PREMIÈRE, VOUS DITES?

Je constate chez moi la tendance à délaisser Radio-Canada, télévision incluse, pour aller voir et entendre ailleurs. Pour la musique, l’information, les entrevues, la qualité des débats. Ailleurs, c’est parfois mieux, par exemple pour la musique,mais c’est souvent pire. Le meilleur choix, à certains moments, c’est de fermer l’appareil. Comme disait un vieux moine, qu’on nous redonne le silence si ce qui fait du bruit ne vaut pas grand chose. Car le silence, lui, garde toujours sa valeur.

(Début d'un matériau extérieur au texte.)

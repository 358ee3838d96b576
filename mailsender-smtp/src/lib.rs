//! Outbound SMTP submission.
//!
//! A small client that holds one connection open to a submission server,
//! authenticates once and then runs any number of mail transactions over it.

pub mod client;

pub use client::{ClientError, MessageBuilder, Response, SmtpClient};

Dans le cas de Radio-Canada on a l’impression d’un déclin. Un déclin peut-être programmé. La société d’État fut longtemps le fer de lance de la vitalité culturelle et sociale québécoise. Voilà qui ne plaisait pas à tout le monde. Un Québec enniaisé est plus facile à garder sous le joug qu’un Québec alerte et éveillé. C’est sournois, l’enniaisement. C’est comme une sorte de morphine douce. Une euthanasie discrète.

Syndrome inquiétant que de s’autoproclamer première, et ce dans une formulation bâtarde. De quoi s’interroger sur ce qui adviendra dans la suite.